İŞ MAKİNALARI SEKTÖRÜ EKONOMİK ÖNLEM PAKETİNDEKİ SEKTÖRLER ARASINDA YER ALMAYI TALEP EDİYOR
İMDER YÖNETİM KURULU BAŞKANI MERİH ÖZGEN: “SEKTÖRÜMÜZÜN SÜRDÜRÜLEBİLİRLİĞİ İÇİN DESTEĞE İHTİYAÇ VAR”
Koronavirüs (COVID-19) salgını, Türkiye’de yaklaşık 130 bin kişiye istihdam sağlayan, 2019 yılında 1 milyar 365 milyon dolarlık ihracat gerçekleştiren iş makinaları sektörünü de derinden etkiledi.
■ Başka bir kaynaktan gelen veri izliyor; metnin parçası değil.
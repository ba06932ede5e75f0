use std::sync::Arc;

use tracing::{debug, warn};

use crate::models::metric::{PerformanceMetric, PerformanceMetricUpdate};
use crate::services::progress_store::ProgressStore;

pub struct PerformanceMetricsService {
    store: Arc<ProgressStore>,
}

impl PerformanceMetricsService {
    pub fn new(store: Arc<ProgressStore>) -> Self {
        Self { store }
    }

    /// Upserts by id: known ids are merged field by field, unknown ids appended.
    pub fn update_performance_metrics(
        &self,
        user_id: &str,
        updates: Vec<PerformanceMetricUpdate>,
    ) -> Vec<PerformanceMetric> {
        let now = self.store.now();
        let mut metrics = self.store.read_metrics();
        let mut changed = 0usize;

        for mut update in updates {
            let Some(id) = update.id.take().filter(|id| !id.is_empty()) else {
                warn!(target: "app::progress::metrics", %user_id, "skipping metric update without id");
                continue;
            };

            match metrics.iter_mut().find(|metric| metric.id == id) {
                Some(existing) => update.apply_to(existing, now),
                None => metrics.push(update.into_metric(id, now)),
            }
            changed += 1;
        }

        if changed > 0 {
            self.store.write_metrics(&metrics);
        }
        debug!(target: "app::progress::metrics", %user_id, changed, "performance metrics updated");
        metrics
    }

    /// Full metric collection; not partitioned by user.
    pub fn get_user_performance_metrics(&self, _user_id: &str) -> Vec<PerformanceMetric> {
        self.store.read_metrics()
    }
}

#[cfg(test)]
mod tests {
    use super::*;
    use crate::models::metric::{MetricCategory, MetricPeriod, Trend};
    use crate::utils::clock::{Clock, FixedClock};
    use chrono::{Duration, TimeZone, Utc};

    fn fixture() -> (PerformanceMetricsService, Arc<FixedClock>) {
        let clock = Arc::new(FixedClock::new(
            Utc.with_ymd_and_hms(2025, 5, 20, 7, 0, 0).unwrap(),
        ));
        let store = Arc::new(ProgressStore::in_memory(clock.clone()));
        (PerformanceMetricsService::new(store), clock)
    }

    fn update(id: Option<&str>, value: f64) -> PerformanceMetricUpdate {
        PerformanceMetricUpdate {
            id: id.map(str::to_string),
            value: Some(value),
            ..Default::default()
        }
    }

    #[test]
    fn unknown_ids_are_appended_with_defaults() {
        let (service, clock) = fixture();
        service.update_performance_metrics("u1", vec![update(Some("weekly-output"), 14.0)]);

        let metrics = service.get_user_performance_metrics("u1");
        assert_eq!(metrics.len(), 1);
        let metric = &metrics[0];
        assert_eq!(metric.name, "weekly-output");
        assert_eq!(metric.value, 14.0);
        assert_eq!(metric.trend, Trend::Stable);
        assert_eq!(metric.category, MetricCategory::Productivity);
        assert_eq!(metric.period, MetricPeriod::Daily);
        assert_eq!(metric.last_updated, clock.now());
    }

    #[test]
    fn known_ids_merge_only_given_fields() {
        let (service, clock) = fixture();
        service.update_performance_metrics(
            "u1",
            vec![PerformanceMetricUpdate {
                id: Some("quality".into()),
                name: Some("Average quality".into()),
                value: Some(71.0),
                unit: Some("%".into()),
                category: Some(MetricCategory::Quality),
                ..Default::default()
            }],
        );

        clock.advance(Duration::minutes(30));
        service.update_performance_metrics(
            "u1",
            vec![PerformanceMetricUpdate {
                id: Some("quality".into()),
                value: Some(78.5),
                trend: Some(Trend::Up),
                ..Default::default()
            }],
        );

        let metrics = service.get_user_performance_metrics("u1");
        assert_eq!(metrics.len(), 1);
        assert_eq!(metrics[0].name, "Average quality");
        assert_eq!(metrics[0].unit, "%");
        assert_eq!(metrics[0].value, 78.5);
        assert_eq!(metrics[0].trend, Trend::Up);
        assert_eq!(metrics[0].category, MetricCategory::Quality);
        assert_eq!(metrics[0].last_updated, clock.now());
    }

    #[test]
    fn updates_without_id_are_skipped() {
        let (service, _clock) = fixture();
        let result = service.update_performance_metrics(
            "u1",
            vec![update(None, 3.0), update(Some(""), 4.0), update(Some("kept"), 5.0)],
        );
        assert_eq!(result.len(), 1);
        assert_eq!(result[0].id, "kept");
    }
}
use std::fmt;

use chrono::{DateTime, Utc};
use serde::{Deserialize, Serialize};

#[derive(Debug, Clone, Copy, Serialize, Deserialize, PartialEq, Eq)]
#[serde(rename_all = "lowercase")]
pub enum MilestoneCategory {
    Individual,
    Team,
    System,
}

impl MilestoneCategory {
    pub fn as_str(&self) -> &'static str {
        match self {
            MilestoneCategory::Individual => "individual",
            MilestoneCategory::Team => "team",
            MilestoneCategory::System => "system",
        }
    }
}

impl fmt::Display for MilestoneCategory {
    fn fmt(&self, f: &mut fmt::Formatter<'_>) -> fmt::Result {
        f.write_str(self.as_str())
    }
}

impl TryFrom<&str> for MilestoneCategory {
    type Error = String;

    fn try_from(value: &str) -> Result<Self, Self::Error> {
        match value {
            "individual" => Ok(MilestoneCategory::Individual),
            "team" => Ok(MilestoneCategory::Team),
            "system" => Ok(MilestoneCategory::System),
            other => Err(format!("unsupported milestone category: {other}")),
        }
    }
}

#[derive(Debug, Clone, Copy, Serialize, Deserialize, PartialEq, Eq)]
#[serde(rename_all = "lowercase")]
pub enum MilestonePriority {
    Low,
    Medium,
    High,
    Critical,
}

impl MilestonePriority {
    pub fn as_str(&self) -> &'static str {
        match self {
            MilestonePriority::Low => "low",
            MilestonePriority::Medium => "medium",
            MilestonePriority::High => "high",
            MilestonePriority::Critical => "critical",
        }
    }
}

impl fmt::Display for MilestonePriority {
    fn fmt(&self, f: &mut fmt::Formatter<'_>) -> fmt::Result {
        f.write_str(self.as_str())
    }
}

impl TryFrom<&str> for MilestonePriority {
    type Error = String;

    fn try_from(value: &str) -> Result<Self, Self::Error> {
        match value {
            "low" => Ok(MilestonePriority::Low),
            "medium" => Ok(MilestonePriority::Medium),
            "high" => Ok(MilestonePriority::High),
            "critical" => Ok(MilestonePriority::Critical),
            other => Err(format!("unsupported milestone priority: {other}")),
        }
    }
}

/// A target/current counter pair. Completion is one-way.
#[derive(Debug, Clone, Serialize, Deserialize, PartialEq)]
#[serde(rename_all = "camelCase")]
pub struct Milestone {
    pub id: String,
    pub title: String,
    pub description: String,
    pub target: f64,
    pub current: f64,
    pub unit: String,
    pub category: MilestoneCategory,
    pub priority: MilestonePriority,
    #[serde(default, skip_serializing_if = "Option::is_none")]
    pub deadline: Option<DateTime<Utc>>,
    #[serde(default, skip_serializing_if = "Option::is_none")]
    pub reward: Option<String>,
    pub is_completed: bool,
    #[serde(default, skip_serializing_if = "Option::is_none")]
    pub completed_at: Option<DateTime<Utc>>,
    pub created_at: DateTime<Utc>,
    pub updated_at: DateTime<Utc>,
}

pub const FIRST_NOMINEE: &str = "first-nominee";
pub const TEN_NOMINEES: &str = "ten-nominees";
pub const FIFTY_NOMINEES: &str = "fifty-nominees";
pub const HUNDRED_NOMINEES: &str = "hundred-nominees";
pub const QUALITY_EXPERT: &str = "quality-expert";
pub const WEEKLY_STREAK: &str = "weekly-streak";

impl Milestone {
    /// The six milestones every fresh store starts with.
    pub fn defaults(now: DateTime<Utc>) -> Vec<Milestone> {
        let seed = |id: &str,
                    title: &str,
                    description: &str,
                    target: f64,
                    unit: &str,
                    priority: MilestonePriority,
                    reward: &str| Milestone {
            id: id.to_string(),
            title: title.to_string(),
            description: description.to_string(),
            target,
            current: 0.0,
            unit: unit.to_string(),
            category: MilestoneCategory::Individual,
            priority,
            deadline: None,
            reward: Some(reward.to_string()),
            is_completed: false,
            completed_at: None,
            created_at: now,
            updated_at: now,
        };

        vec![
            seed(
                FIRST_NOMINEE,
                "First Nominee",
                "Submit your first nominee",
                1.0,
                "nominee",
                MilestonePriority::Low,
                "Getting Started badge",
            ),
            seed(
                TEN_NOMINEES,
                "Ten Nominees",
                "Submit ten nominees",
                10.0,
                "nominees",
                MilestonePriority::Medium,
                "Rising Advocate badge",
            ),
            seed(
                FIFTY_NOMINEES,
                "Fifty Nominees",
                "Submit fifty nominees",
                50.0,
                "nominees",
                MilestonePriority::High,
                "Champion badge",
            ),
            seed(
                HUNDRED_NOMINEES,
                "Hundred Nominees",
                "Submit one hundred nominees",
                100.0,
                "nominees",
                MilestonePriority::Critical,
                "Legend badge",
            ),
            seed(
                QUALITY_EXPERT,
                "Quality Expert",
                "Submit ten nominees scoring 90 or above",
                10.0,
                "high-quality nominees",
                MilestonePriority::High,
                "Quality Seal",
            ),
            seed(
                WEEKLY_STREAK,
                "Weekly Streak",
                "Submit nominees seven days in a row",
                7.0,
                "days",
                MilestonePriority::Medium,
                "Consistency badge",
            ),
        ]
    }

    pub fn progress_percentage(&self) -> f64 {
        if self.target <= 0.0 {
            return if self.is_completed { 100.0 } else { 0.0 };
        }
        (self.current / self.target * 100.0).clamp(0.0, 100.0)
    }
}

/// Caller-supplied fields for a custom milestone; identity and timestamps are assigned on create.
#[derive(Debug, Clone, Serialize, Deserialize)]
#[serde(rename_all = "camelCase")]
pub struct NewMilestone {
    pub title: String,
    #[serde(default)]
    pub description: String,
    pub target: f64,
    #[serde(default)]
    pub current: f64,
    #[serde(default)]
    pub unit: String,
    #[serde(default = "default_category")]
    pub category: MilestoneCategory,
    #[serde(default = "default_priority")]
    pub priority: MilestonePriority,
    #[serde(default)]
    pub deadline: Option<DateTime<Utc>>,
    #[serde(default)]
    pub reward: Option<String>,
}

fn default_category() -> MilestoneCategory {
    MilestoneCategory::Individual
}

fn default_priority() -> MilestonePriority {
    MilestonePriority::Medium
}

/// Upstream nominee record; only the score drives milestone progress.
#[derive(Debug, Clone, Default, Serialize, Deserialize)]
#[serde(rename_all = "camelCase")]
pub struct NomineeRecord {
    #[serde(default)]
    pub id: Option<String>,
    #[serde(default, alias = "qualityScore", alias = "completionScore")]
    pub score: Option<f64>,
}

impl NomineeRecord {
    pub fn with_score(score: f64) -> Self {
        Self {
            id: None,
            score: Some(score),
        }
    }
}
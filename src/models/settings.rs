use serde::{Deserialize, Serialize};

pub const DEFAULT_PROJECTION_TARGET: u32 = 200;
pub const DEFAULT_FULL_PRODUCTIVITY_DAILY_RATE: f64 = 10.0;
pub const DEFAULT_HIGH_QUALITY_THRESHOLD: f64 = 90.0;
pub const DEFAULT_INSIGHT_WINDOW_DAYS: u32 = 30;
pub const DEFAULT_CONSISTENCY_WINDOW_DAYS: u32 = 30;

#[derive(Debug, Clone, Serialize, Deserialize, PartialEq)]
#[serde(rename_all = "camelCase")]
pub struct ProgressSettings {
    /// Nominee count the projected-completion date aims at.
    pub projection_target: u32,
    /// Average daily submissions that count as 100% productivity.
    pub full_productivity_daily_rate: f64,
    /// Minimum nominee score counted towards `quality-expert`.
    pub high_quality_threshold: f64,
    pub insight_window_days: u32,
    pub consistency_window_days: u32,
}

impl Default for ProgressSettings {
    fn default() -> Self {
        Self {
            projection_target: DEFAULT_PROJECTION_TARGET,
            full_productivity_daily_rate: DEFAULT_FULL_PRODUCTIVITY_DAILY_RATE,
            high_quality_threshold: DEFAULT_HIGH_QUALITY_THRESHOLD,
            insight_window_days: DEFAULT_INSIGHT_WINDOW_DAYS,
            consistency_window_days: DEFAULT_CONSISTENCY_WINDOW_DAYS,
        }
    }
}

#[derive(Debug, Clone, Default, Serialize, Deserialize)]
#[serde(rename_all = "camelCase")]
pub struct ProgressSettingsUpdate {
    #[serde(default)]
    pub projection_target: Option<u32>,
    #[serde(default)]
    pub full_productivity_daily_rate: Option<f64>,
    #[serde(default)]
    pub high_quality_threshold: Option<f64>,
    #[serde(default)]
    pub insight_window_days: Option<u32>,
    #[serde(default)]
    pub consistency_window_days: Option<u32>,
}
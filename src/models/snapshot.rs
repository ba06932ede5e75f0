use chrono::NaiveDate;
use serde::{Deserialize, Serialize};

#[derive(Debug, Clone, Default, Serialize, Deserialize, PartialEq)]
#[serde(rename_all = "camelCase", default)]
pub struct SnapshotMetrics {
    pub nominees_submitted: u32,
    pub nominees_approved: u32,
    /// 0-100
    pub quality_score: f64,
    pub completion_rate: f64,
    pub time_spent_minutes: u32,
    pub active_days: u32,
}

/// Daily aggregate; at most one per (user, date).
#[derive(Debug, Clone, Serialize, Deserialize, PartialEq)]
#[serde(rename_all = "camelCase")]
pub struct ProgressSnapshot {
    pub id: String,
    pub user_id: String,
    pub date: NaiveDate,
    pub metrics: SnapshotMetrics,
    #[serde(default)]
    pub milestones_achieved: Vec<String>,
    #[serde(default, skip_serializing_if = "Option::is_none")]
    pub note: Option<String>,
}
use std::fmt;

use chrono::{DateTime, NaiveDate, Utc};
use rusqlite::{named_params, Connection, OptionalExtension};

use crate::error::{AppError, AppResult};

/// The four persisted progress collections, each stored under a fixed key.
#[derive(Debug, Clone, Copy, PartialEq, Eq, Hash)]
pub enum Collection {
    Milestones,
    Metrics,
    Snapshots,
    Achievements,
}

impl Collection {
    pub const ALL: [Collection; 4] = [
        Collection::Milestones,
        Collection::Metrics,
        Collection::Snapshots,
        Collection::Achievements,
    ];

    pub fn key(&self) -> &'static str {
        match self {
            Collection::Milestones => "progress_milestones",
            Collection::Metrics => "progress_metrics",
            Collection::Snapshots => "progress_snapshots",
            Collection::Achievements => "progress_achievements",
        }
    }
}

impl fmt::Display for Collection {
    fn fmt(&self, f: &mut fmt::Formatter<'_>) -> fmt::Result {
        f.write_str(self.key())
    }
}

/// Whole-collection persistence. `load` returns `None` when the collection was never written.
pub trait CollectionRepository<T>: Send + Sync {
    fn collection(&self) -> Collection;

    fn load(&self) -> AppResult<Option<Vec<T>>>;

    fn replace(&self, records: &[T]) -> AppResult<()>;

    /// Forgets the collection entirely, so the next `load` reports it as absent.
    fn clear(&self) -> AppResult<()>;
}

pub(crate) fn collection_written(conn: &Connection, collection: Collection) -> AppResult<bool> {
    let marker = conn
        .query_row(
            "SELECT collection FROM progress_collections WHERE collection = :collection",
            named_params! {":collection": collection.key()},
            |row| row.get::<_, String>(0),
        )
        .optional()?;
    Ok(marker.is_some())
}

pub(crate) fn mark_collection_written(
    conn: &Connection,
    collection: Collection,
    record_count: usize,
) -> AppResult<()> {
    conn.execute(
        r#"
            INSERT INTO progress_collections (collection, record_count, updated_at)
            VALUES (:collection, :record_count, :updated_at)
            ON CONFLICT(collection) DO UPDATE SET
                record_count = excluded.record_count,
                updated_at = excluded.updated_at
        "#,
        named_params! {
            ":collection": collection.key(),
            ":record_count": record_count as i64,
            ":updated_at": Utc::now().to_rfc3339(),
        },
    )?;
    Ok(())
}

pub(crate) fn forget_collection(conn: &Connection, collection: Collection) -> AppResult<()> {
    conn.execute(
        "DELETE FROM progress_collections WHERE collection = :collection",
        named_params! {":collection": collection.key()},
    )?;
    Ok(())
}

pub(crate) fn format_timestamp(value: &DateTime<Utc>) -> String {
    value.to_rfc3339()
}

pub(crate) fn parse_timestamp(raw: &str) -> AppResult<DateTime<Utc>> {
    DateTime::parse_from_rfc3339(raw)
        .map(|value| value.with_timezone(&Utc))
        .map_err(|err| AppError::database(format!("invalid timestamp {raw:?}: {err}")))
}

pub(crate) fn parse_optional_timestamp(raw: Option<String>) -> AppResult<Option<DateTime<Utc>>> {
    raw.as_deref().map(parse_timestamp).transpose()
}

pub(crate) fn parse_date(raw: &str) -> AppResult<NaiveDate> {
    NaiveDate::parse_from_str(raw, "%Y-%m-%d")
        .map_err(|err| AppError::database(format!("invalid date {raw:?}: {err}")))
}
use serde::{Deserialize, Serialize};

use crate::models::metric::Trend;

pub const PROJECTION_UNKNOWN: &str = "Unknown";
pub const PROJECTION_TARGET_REACHED: &str = "Target reached!";

#[derive(Debug, Clone, Serialize, Deserialize, PartialEq)]
#[serde(rename_all = "camelCase")]
pub struct ProgressInsights {
    pub weekly_growth: f64,
    pub average_quality: f64,
    pub productivity_trend: Trend,
    pub streak_days: u32,
    /// ISO date, `"Target reached!"` or `"Unknown"`.
    pub projected_completion: String,
}

impl Default for ProgressInsights {
    fn default() -> Self {
        Self {
            weekly_growth: 0.0,
            average_quality: 0.0,
            productivity_trend: Trend::Stable,
            streak_days: 0,
            projected_completion: PROJECTION_UNKNOWN.to_string(),
        }
    }
}

#[derive(Debug, Clone, Default, Serialize, Deserialize, PartialEq)]
#[serde(rename_all = "camelCase")]
pub struct PerformanceScore {
    pub overall: f64,
    pub productivity: f64,
    pub quality: f64,
    pub consistency: f64,
    pub engagement: f64,
}
pub mod commands;
pub mod db;
pub mod error;
pub mod models;
pub mod services;
pub mod tracker;
pub mod utils;

pub use error::{AppError, AppResult};
pub use tracker::ProgressTracker;
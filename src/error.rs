use rusqlite;
use serde_json::Value as JsonValue;
use thiserror::Error;
use tracing::{error, warn};

pub type AppResult<T> = Result<T, AppError>;

#[derive(Debug, Error)]
pub enum AppError {
    #[error("database error: {message}")]
    Database { message: String },

    #[error("record not found")]
    NotFound,

    #[error("record conflict: {message}")]
    Conflict { message: String },

    #[error("validation failed: {message}")]
    Validation {
        message: String,
        #[source]
        source: Option<Box<dyn std::error::Error + Send + Sync>>,
        details: Option<JsonValue>,
    },

    #[error("storage unavailable for {collection}: {message}")]
    Storage { collection: String, message: String },

    #[error("serialization error: {0}")]
    Serialization(#[from] serde_json::Error),

    #[error("io error: {0}")]
    Io(#[from] std::io::Error),

    #[error("{0}")]
    Other(String),
}

impl AppError {
    pub fn validation(message: impl Into<String>) -> Self {
        let message = message.into();
        warn!(target: "app::validation", %message, "validation error");
        AppError::Validation {
            message,
            source: None,
            details: None,
        }
    }

    pub fn validation_with_details(message: impl Into<String>, details: JsonValue) -> Self {
        let message = message.into();
        warn!(target: "app::validation", %message, details = %details, "validation error with details");
        AppError::Validation {
            message,
            source: None,
            details: Some(details),
        }
    }

    pub fn conflict(message: impl Into<String>) -> Self {
        let message = message.into();
        warn!(target: "app::conflict", %message, "conflict error");
        AppError::Conflict { message }
    }

    pub fn not_found() -> Self {
        warn!(target: "app::database", "resource not found");
        AppError::NotFound
    }

    pub fn database(message: impl Into<String>) -> Self {
        let message = message.into();
        error!(target: "app::database", %message, "database error");
        AppError::Database { message }
    }

    pub fn storage(collection: impl Into<String>, message: impl Into<String>) -> Self {
        let collection = collection.into();
        let message = message.into();
        warn!(target: "app::storage", %collection, %message, "storage error");
        AppError::Storage {
            collection,
            message,
        }
    }

    pub fn other(message: impl Into<String>) -> Self {
        let message = message.into();
        error!(target: "app::other", %message, "other error");
        AppError::Other(message)
    }
}

impl From<rusqlite::Error> for AppError {
    fn from(error: rusqlite::Error) -> Self {
        use rusqlite::Error::{QueryReturnedNoRows, SqliteFailure};
        use rusqlite::ErrorCode;

        match &error {
            QueryReturnedNoRows => AppError::not_found(),
            SqliteFailure(err, _) if err.code == ErrorCode::ConstraintViolation => {
                AppError::conflict("unique or check constraint violated")
            }
            _ => {
                error!(target: "app::database", error = ?error, "sqlite error");
                AppError::database(error.to_string())
            }
        }
    }
}
use std::convert::TryFrom;

use rusqlite::{named_params, Row};

use crate::db::repositories::collection::{
    collection_written, forget_collection, format_timestamp, mark_collection_written,
    parse_timestamp, Collection, CollectionRepository,
};
use crate::db::DbPool;
use crate::error::{AppError, AppResult};
use crate::models::metric::{MetricCategory, MetricPeriod, PerformanceMetric, Trend};

#[derive(Debug, Clone)]
pub struct PerformanceMetricRow {
    pub id: String,
    pub position: i64,
    pub name: String,
    pub value: f64,
    pub target: Option<f64>,
    pub unit: String,
    pub trend: String,
    pub trend_percentage: f64,
    pub category: String,
    pub period: String,
    pub last_updated: String,
}

impl PerformanceMetricRow {
    pub fn from_record(record: &PerformanceMetric, position: usize) -> Self {
        Self {
            id: record.id.clone(),
            position: position as i64,
            name: record.name.clone(),
            value: record.value,
            target: record.target,
            unit: record.unit.clone(),
            trend: record.trend.as_str().to_string(),
            trend_percentage: record.trend_percentage,
            category: record.category.as_str().to_string(),
            period: record.period.as_str().to_string(),
            last_updated: format_timestamp(&record.last_updated),
        }
    }

    pub fn into_record(self) -> AppResult<PerformanceMetric> {
        Ok(PerformanceMetric {
            trend: Trend::try_from(self.trend.as_str()).map_err(AppError::database)?,
            category: MetricCategory::try_from(self.category.as_str())
                .map_err(AppError::database)?,
            period: MetricPeriod::try_from(self.period.as_str()).map_err(AppError::database)?,
            last_updated: parse_timestamp(&self.last_updated)?,
            id: self.id,
            name: self.name,
            value: self.value,
            target: self.target,
            unit: self.unit,
            trend_percentage: self.trend_percentage,
        })
    }
}

impl TryFrom<&Row<'_>> for PerformanceMetricRow {
    type Error = rusqlite::Error;

    fn try_from(row: &Row<'_>) -> Result<Self, Self::Error> {
        Ok(Self {
            id: row.get("id")?,
            position: row.get("position")?,
            name: row.get("name")?,
            value: row.get("value")?,
            target: row.get("target")?,
            unit: row.get("unit")?,
            trend: row.get("trend")?,
            trend_percentage: row.get("trend_percentage")?,
            category: row.get("category")?,
            period: row.get("period")?,
            last_updated: row.get("last_updated")?,
        })
    }
}

pub struct PerformanceMetricRepository {
    db: DbPool,
}

impl PerformanceMetricRepository {
    pub fn new(db: DbPool) -> Self {
        Self { db }
    }
}

impl CollectionRepository<PerformanceMetric> for PerformanceMetricRepository {
    fn collection(&self) -> Collection {
        Collection::Metrics
    }

    fn load(&self) -> AppResult<Option<Vec<PerformanceMetric>>> {
        self.db.with_connection(|conn| {
            if !collection_written(conn, Collection::Metrics)? {
                return Ok(None);
            }

            let mut stmt = conn.prepare(
                r#"
                    SELECT
                        id,
                        position,
                        name,
                        value,
                        target,
                        unit,
                        trend,
                        trend_percentage,
                        category,
                        period,
                        last_updated
                    FROM performance_metrics
                    ORDER BY position ASC
                "#,
            )?;

            let records = stmt
                .query_map([], |row| PerformanceMetricRow::try_from(row))?
                .map(|row| {
                    row.map_err(AppError::from)
                        .and_then(|row| row.into_record())
                })
                .collect::<AppResult<Vec<_>>>()?;

            Ok(Some(records))
        })
    }

    fn replace(&self, records: &[PerformanceMetric]) -> AppResult<()> {
        self.db.with_transaction(|tx| {
            tx.execute("DELETE FROM performance_metrics", [])?;

            let mut stmt = tx.prepare(
                r#"
                    INSERT INTO performance_metrics (
                        id,
                        position,
                        name,
                        value,
                        target,
                        unit,
                        trend,
                        trend_percentage,
                        category,
                        period,
                        last_updated
                    ) VALUES (
                        :id,
                        :position,
                        :name,
                        :value,
                        :target,
                        :unit,
                        :trend,
                        :trend_percentage,
                        :category,
                        :period,
                        :last_updated
                    )
                "#,
            )?;

            for (position, record) in records.iter().enumerate() {
                let row = PerformanceMetricRow::from_record(record, position);
                stmt.execute(named_params! {
                    ":id": &row.id,
                    ":position": row.position,
                    ":name": &row.name,
                    ":value": row.value,
                    ":target": row.target,
                    ":unit": &row.unit,
                    ":trend": &row.trend,
                    ":trend_percentage": row.trend_percentage,
                    ":category": &row.category,
                    ":period": &row.period,
                    ":last_updated": &row.last_updated,
                })?;
            }

            mark_collection_written(tx, Collection::Metrics, records.len())?;
            Ok(())
        })
    }

    fn clear(&self) -> AppResult<()> {
        self.db.with_transaction(|tx| {
            tx.execute("DELETE FROM performance_metrics", [])?;
            forget_collection(tx, Collection::Metrics)
        })
    }
}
Sektör, salgınının en çok etkilediği Uzakdoğu ve Avrupa bölgelerinden iş makinası üretimi için komponent ve yedek parça tedarikinde yaşanan zorluklar ve Avrupa Birliği başta olmak üzere dünyadaki tüm önemli pazarlardaki daralma sonucu oluşan stoklar nedeniyle sıkıntılı günler yaşıyor.
Türkiye İş Makinaları Distribütörleri ve İmalatçıları Birliği (İMDER), salgın ortamının yarattığı belirsizlik nedeniyle iş makinaları sektörünün ekonomik önlem paketinde yer alan sektörler arasına alınmasını talep ettiklerini açıkladı. İMDER Yönetim Kurulu Başkanı Merih Özgen, tüm dünyanın daha önce görmediği bir salgınla karşı karşıya kaldığını belirterek, “Tarihsel bir krize tanıklık ediyoruz. Koronavirüs her şeyi değiştiriyor. Sağlıklı günlere, sağlıklı bir ekonomiye kavuşmayı bekliyoruz. Bugünlerin ardından yeni bir dünya düzeni kurulacak gibi gözüküyor. Dünyayı ve ülkemizi derinden etkileyen bu zor dönemleri dayanışma ile aşmamız gerektiğinin farkındayız. Ancak bu belirsizlik ortamı bizi de derinden etkiledi. Yaklaşık 130 bin kişiye istihdam sağlayan iş ve inşaat makinaları sektörü Türkiye ekonomisinde edindiği yeri ile öne çıkan sektörler arasında yer alıyor. Ana ihraç pazarlarımızın salgından çok etkilenmesi ve bu ülkelerdeki talebin düşmesi hatta sıfırlanma noktasına gelmesi sektörün ayakta kalabilmesi için tehdit unsuru oluşturuyor. Hem üretim yapan üyelerimizin hem de ticaret yapan üyelerimizin bu dönemden en az zararla ayrılması, üretim potansiyelini kaybetmemesi için Sayın Cumhurbaşkanımız tarafından yayınlanan önlem paketinde yer almayı talep ediyoruz ”dedi.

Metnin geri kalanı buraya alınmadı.